È possibile la prestazione in sicurezza di un operatore sanitario non vaccinato in caso di mansioni senza specifica esposizione verso soggetti fragili
04 Febbraio 2022
Una lettura costituzionalmente orientata (e dunque obbligata) induce a ritenere che non in tutti i casi la prestazione degli operatori di interesse sanitario non vaccinati è vietata, ma solo laddove quest'ultima inciderebbe sulla salute pubblica e su adeguate condizioni di sicurezza nell'erogazione di prestazioni di cura e assistenza. Altrimenti il bilanciamento costituzionalmente rilevante tra la salute pubblica (interesse prevalente) e i diritti della persona (interessi soccombenti) non sussisterebbe, con indebita compromissione dei diritti dei singoli.
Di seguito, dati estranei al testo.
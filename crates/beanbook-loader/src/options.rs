//! Ledger option parsing and storage.

use std::collections::HashMap;

/// Ledger-wide options collected from `option "name" "value"` lines.
///
/// `operating_currency` is the only option the pipeline understands; it is
/// repeatable and keeps its declaration order. Anything else is retained in
/// a custom map for sinks that want it.
#[derive(Debug, Clone, Default)]
pub struct Options {
    /// Operating currencies, in declaration order.
    pub operating_currency: Vec<String>,
    /// Unrecognised options, last value wins.
    pub custom: HashMap<String, String>,
}

impl Options {
    /// Create empty options.
    #[must_use]
    pub fn new() -> Self {
        Self::default()
    }

    /// Set an option by name.
    pub fn set(&mut self, key: &str, value: &str) {
        match key {
            "operating_currency" => self.operating_currency.push(value.to_string()),
            _ => {
                self.custom.insert(key.to_string(), value.to_string());
            }
        }
    }

    /// Get a custom option value.
    #[must_use]
    pub fn get(&self, key: &str) -> Option<&str> {
        self.custom.get(key).map(String::as_str)
    }
}
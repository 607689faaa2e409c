//! Semantic evaluation errors.

use beanbook_core::{Amount, Origin};
use chrono::NaiveDate;
use rust_decimal::Decimal;
use thiserror::Error;

/// A semantic error raised by a directive's apply step.
///
/// Apply errors never abort evaluation; they are collected and returned
/// alongside the final state.
#[derive(Debug, Clone, PartialEq, Eq, Error)]
#[error("{origin}: {kind}")]
pub struct EvalError {
    /// What went wrong.
    pub kind: EvalErrorKind,
    /// Date of the directive that failed.
    pub date: NaiveDate,
    /// Source location of the directive that failed.
    pub origin: Origin,
}

impl EvalError {
    /// Create a new evaluation error.
    #[must_use]
    pub const fn new(kind: EvalErrorKind, date: NaiveDate, origin: Origin) -> Self {
        Self { kind, date, origin }
    }
}

/// Kinds of semantic evaluation errors.
#[derive(Debug, Clone, PartialEq, Eq, Error)]
pub enum EvalErrorKind {
    /// A directive referenced an account that was never opened.
    #[error("unknown account {0}")]
    UnknownAccount(String),

    /// An open directive hit an account already open on that date.
    #[error("account {0} is already open")]
    AlreadyOpen(String),

    /// A close directive hit an account with no open interval left.
    #[error("account {0} is already closed")]
    AlreadyClosed(String),

    /// A posting targeted an account outside its open intervals.
    #[error("account {0} is not open")]
    NotOpen(String),

    /// A pad named an account that is closed on the pad date.
    #[error("account {0} is closed")]
    AccountClosed(String),

    /// A reopen tried to alter the account's allowed commodity set.
    #[error("cannot change currencies of account {0}")]
    CurrencyChange(String),

    /// A posting used a commodity outside the account's allowed set.
    #[error("currency {currency} is not allowed in account {account}")]
    CurrencyNotAllowed {
        /// The account with the constraint.
        account: String,
        /// The offending commodity.
        currency: String,
    },

    /// A balance assertion failed with no pad to consume.
    #[error("balance of {account} expected {expected} but calculated {calculated}")]
    BalanceMismatch {
        /// The asserted account.
        account: String,
        /// The asserted amount.
        expected: Amount,
        /// The book balance at the assertion.
        calculated: Decimal,
    },

    /// A pad replaced an earlier pad that was never consumed.
    #[error("unused pad of account {0}")]
    UnusedPad(String),

    /// The synthesised padding transaction did not land on the asserted
    /// amount exactly.
    #[error("could not create pad transaction for {0}")]
    PadFailed(String),

    /// A transaction carried more than one blank posting.
    #[error("more than one blank posting")]
    MultipleBlankPostings,

    /// A blank posting met more than one effective commodity.
    #[error("mixed currencies in postings")]
    MixedCommodities,

    /// A blank posting had no non-blank posting to balance against.
    #[error("blank posting could not be resolved")]
    UnresolvedBlank,

    /// A fully specified transaction did not sum to zero.
    #[error("transaction does not balance: {residual} {currency} left over")]
    Unbalanced {
        /// The commodity with a residual.
        currency: String,
        /// The leftover sum.
        residual: Decimal,
    },

    /// A `{ }` reduction found no lots to consume.
    #[error("no lots of {currency} held in {account}")]
    NoLots {
        /// The reducing account.
        account: String,
        /// The reduced commodity.
        currency: String,
    },

    /// A `{ }` reduction did not match the held lots exactly.
    #[error("lots of {currency} in {account} sum to {held}, posting requires {required}")]
    LotMismatch {
        /// The reducing account.
        account: String,
        /// The reduced commodity.
        currency: String,
        /// Units held across the bucket's lots.
        held: Decimal,
        /// Units the posting needs to consume.
        required: Decimal,
    },
}
//! Core types for beanbook
//!
//! This crate provides the fundamental types used throughout the beanbook
//! project:
//!
//! - [`Amount`] - A decimal number with a currency
//! - [`Lot`] - One acquisition of a position, held at cost
//! - [`Directive`] - All directive types (Transaction, Balance, Open, etc.)
//! - [`sort_directives`] - The stable chronological ordering every ledger
//!   is evaluated in
//!
//! # Example
//!
//! ```
//! use beanbook_core::{sort_directives, Amount, Directive, Open, Transaction};
//! use chrono::NaiveDate;
//! use rust_decimal_macros::dec;
//!
//! let date = NaiveDate::from_ymd_opt(2024, 1, 15).unwrap();
//! let mut directives = vec![
//!     Directive::Transaction(Transaction::new(date, "Coffee")),
//!     Directive::Open(Open::new(date, "Assets:Cash")),
//! ];
//!
//! // Opens sort before same-day transactions.
//! sort_directives(&mut directives);
//! assert_eq!(directives[0].type_name(), "open");
//! ```

#![forbid(unsafe_code)]
#![warn(missing_docs)]

pub mod amount;
pub mod directive;
pub mod lot;

pub use amount::Amount;
pub use directive::{
    has_recognised_root, sort_directives, Balance, Close, CostSpec, Directive, DirectivePriority,
    Open, Origin, Pad, Posting, Price, Transaction, ACCOUNT_ROOTS,
};
pub use lot::Lot;

// Re-export commonly used external types
pub use chrono::NaiveDate;
pub use rust_decimal::Decimal;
Dunque, se la prestazione prevista in astratto dal legislatore poi, in concreto, per i particolari compiti svolti dall'operatore di interesse sanitario o per le modalità di svolgimento, non si traduce in un effettivo rischio specifico e superiore rispetto a quello che corre qualunque lavoratore di altri settori pubblici o privati, l'obbligo e la conseguente sospensione non si giustificano nell'ottica di un necessario bilanciamento costituzionale degli interessi.
Si pensi a compiti meramente amministrativi e, comunque, senza specifica esposizione nei confronti di soggetti potenzialmente fragili o di coloro che hanno rapporti con questi ultimi.
Nel caso di specie, il giudice ha revocato il provvedimento di sospensione, ordinando al datore di lavoro di affidare alla lavoratrice lo svolgimento di compiti compatibili per il tipo o per le modalità di svolgimento con l'esigenza di tutelare la salute pubblica; con l'obbligo della corresponsione della retribuzione sino all'individuazione di tali compiti.